An estimated 500,000 women took to downtown Los Angeles over the weekend to demonstrate against the presidency of Donald Trump, and the myriad of factors that still contribute to gender inequality.
Scarlett Johansson was one of those women. The target of her ire: allies to the cause who then face their own troubling allegations. Allies like James Franco.
Referring to Franco’s support for the Time’s Up campaign, Johansson said “how could a person publicly stand by an organization that helps to provide support for victims of sexual assault while privately preying on people who have no power?”
After a beat, she looked up from her cue cards.
“I want my pin back, by the way.”
Franco attended the Golden Globes ceremony wearing a Time’s Up pin, in solidarity with the movement that is seeking to eliminate sexual harassment, assault, and abuse in working environments.

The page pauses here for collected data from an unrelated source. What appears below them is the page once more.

//! Foreign process memory: handles, range maps and access capabilities

pub mod handle;
pub mod image;
pub mod maps;
pub mod process;
pub mod region;

pub use handle::RemoteHandle;
pub use image::MemoryImage;
pub use maps::{parse_maps, parse_maps_line, MemoryRange};
pub use process::ProcessMemory;
#[cfg(target_os = "linux")]
pub use process::{AccessMethod, ProcMemory};
pub use region::RemoteRegion;
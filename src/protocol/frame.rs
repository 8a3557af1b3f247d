//! Owned frame buffers

use crate::{
    error::{MemFrameError, Result},
    region_layout::{RegionLayout, BYTES_PER_PIXEL},
};

/// One packed 4-bytes-per-pixel image, row-major
#[derive(Debug, Clone, PartialEq, Eq)]
pub struct Frame {
    width: u32,
    height: u32,
    pixels: Vec<u8>,
}

impl Frame {
    /// Wrap pixel bytes, which must fill the layout's payload exactly
    pub fn new(layout: &RegionLayout, pixels: Vec<u8>) -> Result<Self> {
        if pixels.len() != layout.payload_size() {
            return Err(MemFrameError::frame_size_mismatch(
                layout.payload_size(),
                pixels.len(),
            ));
        }
        Ok(Self {
            width: layout.width(),
            height: layout.height(),
            pixels,
        })
    }

    /// Frame with every pixel set to `pixel`
    pub fn filled(layout: &RegionLayout, pixel: [u8; BYTES_PER_PIXEL]) -> Self {
        let pixels = pixel
            .iter()
            .copied()
            .cycle()
            .take(layout.payload_size())
            .collect();
        Self {
            width: layout.width(),
            height: layout.height(),
            pixels,
        }
    }

    pub fn width(&self) -> u32 {
        self.width
    }

    pub fn height(&self) -> u32 {
        self.height
    }

    pub fn as_bytes(&self) -> &[u8] {
        &self.pixels
    }

    pub fn as_bytes_mut(&mut self) -> &mut [u8] {
        &mut self.pixels
    }

    pub fn into_bytes(self) -> Vec<u8> {
        self.pixels
    }

    /// Pixel at (x, y), if inside the frame
    pub fn pixel(&self, x: u32, y: u32) -> Option<[u8; BYTES_PER_PIXEL]> {
        if x >= self.width || y >= self.height {
            return None;
        }
        let at = (y as usize * self.width as usize + x as usize) * BYTES_PER_PIXEL;
        let mut px = [0u8; BYTES_PER_PIXEL];
        px.copy_from_slice(&self.pixels[at..at + BYTES_PER_PIXEL]);
        Some(px)
    }

    /// Set the pixel at (x, y); out-of-frame coordinates are ignored
    pub fn set_pixel(&mut self, x: u32, y: u32, value: [u8; BYTES_PER_PIXEL]) {
        if x >= self.width || y >= self.height {
            return;
        }
        let at = (y as usize * self.width as usize + x as usize) * BYTES_PER_PIXEL;
        self.pixels[at..at + BYTES_PER_PIXEL].copy_from_slice(&value);
    }
}

impl AsRef<[u8]> for Frame {
    fn as_ref(&self) -> &[u8] {
        &self.pixels
    }
}

#[cfg(test)]
mod tests {
    use super::*;

    #[test]
    fn test_new_checks_size() {
        let layout = RegionLayout::new(2, 1).unwrap();
        assert!(Frame::new(&layout, vec![0; 8]).is_ok());
        assert!(matches!(
            Frame::new(&layout, vec![0; 7]),
            Err(MemFrameError::FrameSizeMismatch { expected: 8, actual: 7 })
        ));
    }

    #[test]
    fn test_pixels() {
        let layout = RegionLayout::new(3, 2).unwrap();
        let mut frame = Frame::filled(&layout, [1, 2, 3, 4]);
        assert_eq!(frame.as_bytes().len(), 24);
        assert_eq!(frame.pixel(2, 1), Some([1, 2, 3, 4]));

        frame.set_pixel(1, 1, [9, 9, 9, 9]);
        assert_eq!(frame.pixel(1, 1), Some([9, 9, 9, 9]));
        assert_eq!(&frame.as_bytes()[16..20], &[9, 9, 9, 9]);
        assert_eq!(frame.pixel(3, 0), None);
    }
}
//! Scan configuration

use serde::{Deserialize, Serialize};

use crate::{
    error::{MemFrameError, Result},
    region_layout::MAGIC_SIZE,
};

/// Default number of bytes read from the target per request (1 MiB)
pub const DEFAULT_CHUNK_SIZE: usize = 1024 * 1024;

/// Options controlling a discovery scan
#[derive(Debug, Clone, PartialEq, Eq, Serialize, Deserialize)]
pub struct ScanOptions {
    /// Only scan ranges the target can write to
    pub writeable_only: bool,
    /// Bytes read per request
    pub chunk_size: usize,
    /// Only consider start markers inside `[lo, hi)`
    pub address_window: Option<(u64, u64)>,
}

impl Default for ScanOptions {
    fn default() -> Self {
        Self {
            writeable_only: true,
            chunk_size: DEFAULT_CHUNK_SIZE,
            address_window: None,
        }
    }
}

impl ScanOptions {
    pub fn new() -> Self {
        Self::default()
    }

    /// Include read-only ranges in the scan
    pub fn with_writeable_only(mut self, writeable_only: bool) -> Self {
        self.writeable_only = writeable_only;
        self
    }

    /// Set the per-request read size
    pub fn with_chunk_size(mut self, chunk_size: usize) -> Self {
        self.chunk_size = chunk_size;
        self
    }

    /// Restrict the scan to an address interval
    pub fn within(mut self, lo: u64, hi: u64) -> Self {
        self.address_window = Some((lo, hi));
        self
    }

    /// Validate the options
    pub fn validate(&self) -> Result<()> {
        if self.chunk_size < 2 * MAGIC_SIZE {
            return Err(MemFrameError::invalid_parameter(
                "chunk_size",
                format!("Chunk size must be at least {} bytes", 2 * MAGIC_SIZE),
            ));
        }
        if let Some((lo, hi)) = self.address_window {
            if lo >= hi {
                return Err(MemFrameError::invalid_parameter(
                    "address_window",
                    "Window start must be below window end",
                ));
            }
        }
        Ok(())
    }

    /// Window bounds, the whole address space when unset
    pub(crate) fn bounds(&self) -> (u64, u64) {
        self.address_window.unwrap_or((0, u64::MAX))
    }
}
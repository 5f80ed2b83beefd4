use clap::Parser;
use log::warn;
use snafu::ErrorCompat;

mod aqis;
mod args;

fn main() {
    let args = args::Args::parse();
    if args.verbose {
        env_logger::Builder::new()
            .filter_level(log::LevelFilter::Debug)
            .init();
    } else {
        env_logger::init();
    }

    if let Err(e) = aqis::run_dashboard(&args) {
        warn!("Error occurred {:?}", e);
        eprintln!("An error occurred: {}", e);
        if let Some(bt) = ErrorCompat::backtrace(&e) {
            eprintln!("trace: {}", bt);
        }
        std::process::exit(1);
    }
}
// Boundary layer access for the risk map.

use crate::aqis::*;

/// Property of each boundary feature holding the region display name used as
/// the join key.
pub const FEATURE_NAME_KEY: &str = "ST_NM";

/// A parsed boundary collection together with the join keys it exposes.
#[derive(Debug, Clone)]
pub struct BoundaryLayer {
    pub collection: JSValue,
    pub region_names: Vec<String>,
}

/// Loads the boundary GeoJSON from a URL or a local file path.
///
/// Failures here must not take down the whole page: the caller degrades the
/// map section and keeps rendering.
pub fn load_boundaries(source: &str) -> AqisResult<BoundaryLayer> {
    let body = if source.starts_with("http://") || source.starts_with("https://") {
        info!("Fetching boundary layer from {:?}", source);
        let resp = reqwest::blocking::get(source)
            .and_then(|r| r.error_for_status())
            .context(GeoFetchSnafu { url: source })?;
        resp.text().context(GeoFetchSnafu { url: source })?
    } else {
        info!("Reading boundary layer from {:?}", source);
        fs::read_to_string(source).context(GeoReadSnafu { path: source })?
    };
    parse_boundaries(&body)
}

/// Parses a GeoJSON feature collection and collects the region names.
pub fn parse_boundaries(body: &str) -> AqisResult<BoundaryLayer> {
    let collection: JSValue = serde_json::from_str(body).context(GeoParseSnafu {})?;
    let mut region_names: Vec<String> = Vec::new();
    {
        let features = collection["features"].as_array().context(GeoShapeSnafu {})?;
        for feature in features {
            match feature["properties"][FEATURE_NAME_KEY].as_str() {
                Some(name) => region_names.push(name.to_string()),
                None => debug!("parse_boundaries: feature without {:?}", FEATURE_NAME_KEY),
            }
        }
    }
    if region_names.is_empty() {
        return GeoShapeSnafu {}.fail();
    }
    debug!("parse_boundaries: {:?} regions", region_names.len());
    Ok(BoundaryLayer {
        collection,
        region_names,
    })
}
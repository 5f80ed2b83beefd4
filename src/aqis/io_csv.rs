// Primitives for reading the center quality CSV feed.

use std::collections::HashMap;

use csv::StringRecord;

use crate::aqis::*;

pub const COL_PINCODE: &str = "Pincode";
pub const COL_STATE: &str = "State";
pub const COL_QUALITY_FLAG: &str = "Quality_Flag";
pub const COL_FTA_PROXY_RATE: &str = "FTA_Proxy_Rate";
pub const COL_BIOMETRIC_UPDATES: &str = "Biometric_Update_Total";

struct ColumnIndex {
    pincode: usize,
    state: usize,
    quality_flag: usize,
    fta_proxy_rate: usize,
    biometric_updates: usize,
}

fn resolve_columns(headers: &StringRecord) -> AqisResult<ColumnIndex> {
    let by_name: HashMap<&str, usize> = headers
        .iter()
        .enumerate()
        .map(|(idx, name)| (name, idx))
        .collect();
    let lookup = |column: &str| -> AqisResult<usize> {
        by_name
            .get(column)
            .copied()
            .context(CsvMissingColumnSnafu { column })
    };
    Ok(ColumnIndex {
        pincode: lookup(COL_PINCODE)?,
        state: lookup(COL_STATE)?,
        quality_flag: lookup(COL_QUALITY_FLAG)?,
        fta_proxy_rate: lookup(COL_FTA_PROXY_RATE)?,
        biometric_updates: lookup(COL_BIOMETRIC_UPDATES)?,
    })
}

fn field<'a>(
    line: &'a StringRecord,
    column: &'static str,
    idx: usize,
    lineno: usize,
) -> AqisResult<&'a str> {
    line.get(idx).context(CsvFieldSnafu { column, lineno })
}

fn parse_record(line: &StringRecord, cols: &ColumnIndex, lineno: usize) -> AqisResult<CenterRecord> {
    let fta_proxy_rate = field(line, COL_FTA_PROXY_RATE, cols.fta_proxy_rate, lineno)?
        .trim()
        .parse::<f64>()
        .ok()
        .context(CsvFieldSnafu {
            column: COL_FTA_PROXY_RATE,
            lineno,
        })?;
    let biometric_updates = field(line, COL_BIOMETRIC_UPDATES, cols.biometric_updates, lineno)?
        .trim()
        .parse::<u64>()
        .ok()
        .context(CsvFieldSnafu {
            column: COL_BIOMETRIC_UPDATES,
            lineno,
        })?;
    Ok(CenterRecord {
        pincode: field(line, COL_PINCODE, cols.pincode, lineno)?.to_string(),
        state: field(line, COL_STATE, cols.state, lineno)?.to_string(),
        quality_flag: field(line, COL_QUALITY_FLAG, cols.quality_flag, lineno)?.to_string(),
        fta_proxy_rate,
        biometric_updates,
    })
}

/// Reads the whole feed into memory. Any missing column, unreadable line or
/// unparsable numeric field aborts the read; a partial table is never
/// returned.
pub fn read_center_records(path: &str) -> AqisResult<Vec<CenterRecord>> {
    let mut rdr = csv::ReaderBuilder::new()
        .has_headers(true)
        .from_path(path)
        .context(CsvOpenSnafu { path })?;
    let headers = rdr.headers().context(CsvOpenSnafu { path })?.clone();
    debug!("header: {:?}", headers);
    let cols = resolve_columns(&headers)?;

    let mut res: Vec<CenterRecord> = Vec::new();
    for (idx, line_r) in rdr.into_records().enumerate() {
        // The header occupies line 1.
        let lineno = idx + 2;
        let line = line_r.context(CsvLineSnafu { lineno })?;
        debug!("{:?} {:?}", lineno, line);
        res.push(parse_record(&line, &cols, lineno)?);
    }
    info!("Read {:?} center records from {:?}", res.len(), path);
    Ok(res)
}
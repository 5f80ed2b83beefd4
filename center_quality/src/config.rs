// ********* Input data structures ***********

use std::error::Error;
use std::fmt::Display;

/// The distinguished at-risk value of the quality flag column.
pub const POOR_FLAG: &str = "POOR";

/// One row of the center quality feed, as parsed by the readers.
///
/// Fields are kept exactly as read. Normalization attaches a derived
/// canonical name alongside the record instead of rewriting `state`.
#[derive(PartialEq, Debug, Clone)]
pub struct CenterRecord {
    /// Geographic identifier of the enrollment center.
    pub pincode: String,
    /// Raw state label, free text with inconsistent casing.
    pub state: String,
    /// Categorical service quality label.
    pub quality_flag: String,
    /// Numeric stand-in for the failure-to-acquire rate.
    pub fta_proxy_rate: f64,
    /// Count of biometric update transactions at this center.
    pub biometric_updates: u64,
}

// ******** Output data structures *********

/// Aggregated metrics for one canonical state name.
#[derive(PartialEq, Debug, Clone)]
pub struct StateSummary {
    /// Canonical display name, the join key against the boundary layer.
    pub state: String,
    /// Count of distinct pincodes, not rows.
    pub total_centers: u64,
    pub poor_centers: u64,
    /// Arithmetic mean over all contributing rows, unrounded.
    pub avg_fta: f64,
    pub biometric_updates: u64,
}

/// The four headline values computed over the whole unfiltered table.
#[derive(PartialEq, Debug, Clone)]
pub struct KpiSummary {
    pub total_centers: u64,
    pub poor_centers: u64,
    /// Distinct raw state labels, mapped or not.
    pub states_covered: u64,
    /// Mean of the proxy rate, rounded to two decimals.
    pub avg_fta_proxy: f64,
}

#[derive(PartialEq, Debug, Clone)]
pub struct QualityResult {
    pub kpis: KpiSummary,
    pub states: Vec<StateSummary>,
}

/// Errors that prevent the statistics from completing.
#[derive(Eq, PartialEq, Debug, Clone)]
pub enum QualityError {
    EmptyDataset,
}

impl Error for QualityError {}

impl Display for QualityError {
    fn fmt(&self, f: &mut std::fmt::Formatter<'_>) -> std::fmt::Result {
        match self {
            QualityError::EmptyDataset => write!(f, "no center records to summarize"),
        }
    }
}
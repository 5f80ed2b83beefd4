mod cache;
mod config;

use log::{debug, info, warn};

use std::collections::{BTreeMap, BTreeSet, HashSet};

pub use crate::cache::*;
pub use crate::config::*;

// ********* State name master table ***********

/// Raw uppercase state labels mapped to the display names used by the
/// geographic boundary layer.
pub const STATE_MASTER: [(&str, &str); 28] = [
    ("ANDHRA PRADESH", "Andhra Pradesh"),
    ("ARUNACHAL PRADESH", "Arunachal Pradesh"),
    ("ASSAM", "Assam"),
    ("BIHAR", "Bihar"),
    ("CHHATTISGARH", "Chhattisgarh"),
    ("DELHI", "NCT of Delhi"),
    ("GOA", "Goa"),
    ("GUJARAT", "Gujarat"),
    ("HARYANA", "Haryana"),
    ("HIMACHAL PRADESH", "Himachal Pradesh"),
    ("JHARKHAND", "Jharkhand"),
    ("KARNATAKA", "Karnataka"),
    ("KERALA", "Kerala"),
    ("MADHYA PRADESH", "Madhya Pradesh"),
    ("MAHARASHTRA", "Maharashtra"),
    ("ODISHA", "Odisha"),
    ("PUNJAB", "Punjab"),
    ("RAJASTHAN", "Rajasthan"),
    ("TAMIL NADU", "Tamil Nadu"),
    ("TELANGANA", "Telangana"),
    ("UTTAR PRADESH", "Uttar Pradesh"),
    ("UTTARAKHAND", "Uttarakhand"),
    ("WEST BENGAL", "West Bengal"),
    ("PUDUCHERRY", "Puducherry"),
    ("JAMMU AND KASHMIR", "Jammu and Kashmir"),
    ("LADAKH", "Ladakh"),
    ("CHANDIGARH", "Chandigarh"),
    ("ANDAMAN & NICOBAR ISLANDS", "Andaman and Nicobar Islands"),
];

/// Exact-match lookup of the canonical display name for a raw state label.
///
/// Case-sensitive, no trimming. A miss is `None`, not an error: the caller
/// decides whether to drop, surface or pass through the unmapped label.
pub fn canonical_state_name(raw: &str) -> Option<&'static str> {
    STATE_MASTER
        .iter()
        .find(|(from, _)| *from == raw)
        .map(|(_, to)| *to)
}

/// A record tagged with its derived canonical name.
///
/// The underlying record is borrowed, not copied or rewritten.
#[derive(PartialEq, Debug, Clone)]
pub struct TaggedRecord<'a> {
    pub record: &'a CenterRecord,
    pub canonical: Option<&'static str>,
}

/// Attaches the canonical name to every record of the table.
pub fn attach_canonical_names(records: &[CenterRecord]) -> Vec<TaggedRecord<'_>> {
    records
        .iter()
        .map(|r| TaggedRecord {
            record: r,
            canonical: canonical_state_name(&r.state),
        })
        .collect()
}

// ********* Aggregation ***********

#[derive(Default)]
struct StateAccumulator<'a> {
    pincodes: HashSet<&'a str>,
    poor: u64,
    fta_sum: f64,
    rows: u64,
    biometric: u64,
}

/// Groups tagged records by canonical name and summarizes each group.
///
/// Records without a canonical name are skipped; each distinct raw label
/// dropped this way is reported once at warn level. Output rows are in name
/// order. The join against the boundary layer is by name, so the order
/// carries no meaning.
pub fn state_summaries(tagged: &[TaggedRecord<'_>]) -> Vec<StateSummary> {
    let mut groups: BTreeMap<&'static str, StateAccumulator<'_>> = BTreeMap::new();
    let mut dropped: BTreeSet<&str> = BTreeSet::new();
    for t in tagged {
        let name = match t.canonical {
            Some(name) => name,
            None => {
                dropped.insert(t.record.state.as_str());
                continue;
            }
        };
        let acc = groups.entry(name).or_default();
        acc.pincodes.insert(t.record.pincode.as_str());
        if t.record.quality_flag == POOR_FLAG {
            acc.poor += 1;
        }
        acc.fta_sum += t.record.fta_proxy_rate;
        acc.rows += 1;
        acc.biometric += t.record.biometric_updates;
    }
    for raw in dropped {
        warn!(
            "state_summaries: no canonical mapping for raw state {:?}, its rows are left off the map",
            raw
        );
    }
    groups
        .into_iter()
        .map(|(name, acc)| StateSummary {
            state: name.to_string(),
            total_centers: acc.pincodes.len() as u64,
            poor_centers: acc.poor,
            // Every group has at least one contributing row.
            avg_fta: acc.fta_sum / acc.rows as f64,
            biometric_updates: acc.biometric,
        })
        .collect()
}

// ********* KPIs ***********

/// Rounds to two decimals, half away from zero.
pub fn round_two_decimals(x: f64) -> f64 {
    (x * 100.0).round() / 100.0
}

/// The four headline values over the whole unfiltered table.
///
/// "States Covered" counts distinct raw labels, mapped or not. This is a
/// separate pass from `state_summaries`: the denominators differ and the two
/// must not be folded into one aggregation.
pub fn compute_kpis(records: &[CenterRecord]) -> Result<KpiSummary, QualityError> {
    if records.is_empty() {
        return Err(QualityError::EmptyDataset);
    }
    let pincodes: HashSet<&str> = records.iter().map(|r| r.pincode.as_str()).collect();
    let raw_states: HashSet<&str> = records.iter().map(|r| r.state.as_str()).collect();
    let poor = records
        .iter()
        .filter(|r| r.quality_flag == POOR_FLAG)
        .count() as u64;
    let fta_sum: f64 = records.iter().map(|r| r.fta_proxy_rate).sum();
    Ok(KpiSummary {
        total_centers: pincodes.len() as u64,
        poor_centers: poor,
        states_covered: raw_states.len() as u64,
        avg_fta_proxy: round_two_decimals(fta_sum / records.len() as f64),
    })
}

/// Runs the full computation for one loaded table: KPIs over the raw rows,
/// then normalization and per-state aggregation.
pub fn run_quality_stats(records: &[CenterRecord]) -> Result<QualityResult, QualityError> {
    info!("Processing {:?} center records", records.len());
    let kpis = compute_kpis(records)?;
    let tagged = attach_canonical_names(records);
    let mapped = tagged.iter().filter(|t| t.canonical.is_some()).count();
    debug!(
        "run_quality_stats: {:?} of {:?} rows carry a canonical state name",
        mapped,
        tagged.len()
    );
    let states = state_summaries(&tagged);
    info!("Summarized {:?} states", states.len());
    Ok(QualityResult { kpis, states })
}

#[cfg(test)]
mod tests {
    use super::*;

    fn record(
        pincode: &str,
        state: &str,
        quality_flag: &str,
        fta_proxy_rate: f64,
        biometric_updates: u64,
    ) -> CenterRecord {
        CenterRecord {
            pincode: pincode.to_string(),
            state: state.to_string(),
            quality_flag: quality_flag.to_string(),
            fta_proxy_rate,
            biometric_updates,
        }
    }

    #[test]
    fn delhi_maps_to_display_name() {
        assert_eq!(canonical_state_name("DELHI"), Some("NCT of Delhi"));
        assert_eq!(
            canonical_state_name("ANDAMAN & NICOBAR ISLANDS"),
            Some("Andaman and Nicobar Islands")
        );
    }

    #[test]
    fn lookup_is_exact_match_only() {
        assert_eq!(canonical_state_name("Delhi"), None);
        assert_eq!(canonical_state_name(" DELHI"), None);
        assert_eq!(canonical_state_name("ATLANTIS"), None);
    }

    #[test]
    fn duplicate_pincodes_count_once() {
        let records = vec![
            record("110001", "DELHI", "POOR", 4.0, 5),
            record("110001", "DELHI", "GOOD", 6.0, 5),
        ];
        let tagged = attach_canonical_names(&records);
        let states = state_summaries(&tagged);
        assert_eq!(states.len(), 1);
        assert_eq!(states[0].state, "NCT of Delhi");
        assert_eq!(states[0].total_centers, 1);
        assert_eq!(states[0].poor_centers, 1);
        assert_eq!(states[0].avg_fta, 5.0);
        assert_eq!(states[0].biometric_updates, 10);
    }

    #[test]
    fn mean_keeps_zero_and_negative_rates() {
        let records = vec![
            record("400001", "MAHARASHTRA", "GOOD", 0.0, 1),
            record("400002", "MAHARASHTRA", "GOOD", -2.0, 1),
            record("400003", "MAHARASHTRA", "GOOD", 8.0, 1),
        ];
        let tagged = attach_canonical_names(&records);
        let states = state_summaries(&tagged);
        assert_eq!(states[0].avg_fta, 2.0);
    }

    #[test]
    fn unmapped_states_left_out_of_summaries() {
        let records = vec![
            record("110001", "DELHI", "POOR", 5.0, 10),
            record("999999", "ATLANTIS", "POOR", 9.0, 3),
        ];
        let tagged = attach_canonical_names(&records);
        assert_eq!(tagged[1].canonical, None);
        let states = state_summaries(&tagged);
        assert_eq!(states.len(), 1);
        assert_eq!(states[0].state, "NCT of Delhi");
    }

    #[test]
    fn kpi_average_rounds_to_two_decimals() {
        let records = vec![
            record("1", "DELHI", "GOOD", 1.0, 0),
            record("2", "DELHI", "GOOD", 2.0, 0),
            record("3", "DELHI", "GOOD", 3.0, 0),
        ];
        let kpis = compute_kpis(&records).unwrap();
        assert_eq!(kpis.avg_fta_proxy, 2.0);

        let records = vec![
            record("1", "DELHI", "GOOD", 1.0, 0),
            record("2", "DELHI", "GOOD", 1.0, 0),
            record("3", "DELHI", "GOOD", 2.0, 0),
        ];
        let kpis = compute_kpis(&records).unwrap();
        assert_eq!(kpis.avg_fta_proxy, 1.33);
    }

    #[test]
    fn kpis_count_raw_states_and_distinct_pincodes() {
        let records = vec![
            record("110001", "DELHI", "POOR", 5.0, 10),
            record("110001", "DELHI", "GOOD", 5.0, 10),
            record("999999", "ATLANTIS", "GOOD", 5.0, 10),
        ];
        let kpis = compute_kpis(&records).unwrap();
        assert_eq!(kpis.total_centers, 2);
        assert_eq!(kpis.poor_centers, 1);
        // The raw KPI still counts unmapped labels, while the per-state
        // summaries drop them.
        assert_eq!(kpis.states_covered, 2);
    }

    #[test]
    fn empty_table_is_an_error() {
        assert_eq!(compute_kpis(&[]), Err(QualityError::EmptyDataset));
        assert!(run_quality_stats(&[]).is_err());
    }

    #[test]
    fn single_row_end_to_end() {
        let records = vec![record("110001", "DELHI", "POOR", 5.0, 10)];
        let result = run_quality_stats(&records).unwrap();
        assert_eq!(result.kpis.total_centers, 1);
        assert_eq!(result.kpis.poor_centers, 1);
        assert_eq!(result.kpis.states_covered, 1);
        assert_eq!(result.kpis.avg_fta_proxy, 5.0);
        assert_eq!(
            result.states,
            vec![StateSummary {
                state: "NCT of Delhi".to_string(),
                total_centers: 1,
                poor_centers: 1,
                avg_fta: 5.0,
                biometric_updates: 10,
            }]
        );
    }

    #[test]
    fn rerun_on_same_table_is_identical() {
        let records = vec![
            record("110001", "DELHI", "POOR", 5.0, 10),
            record("560001", "KARNATAKA", "GOOD", 1.5, 4),
        ];
        let first = run_quality_stats(&records).unwrap();
        let second = run_quality_stats(&records).unwrap();
        assert_eq!(first, second);
    }
}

The actor was subsequently accused of sexual misconduct and exploitative behaviour by several women in the film industry.
While Johansson’s speech didn’t explicitly mention Franco, her representative confirmed to the Los Angeles Times that her statement was about The Disaster Artist‘s leading man.
Going on to dig from her own early history in the business and the skewed dynamics she encountered, Johansson said “I had to create a narrative that I was the cool girl who could hang in and hang out, and that sometimes meant compromising what felt right for me.”
That time has passed, Johansson said.
“I have made a promise to myself to be responsible to my self, that in order to trust my instincts I must first respect them.”
The comments have drawn criticism of their own. Johansson’s speech has been questioned in respect to her 2014 comments on accused sexual abuser Woody Allen, in which she said the incredibly detailed and serious allegations against the director were “all guesswork.”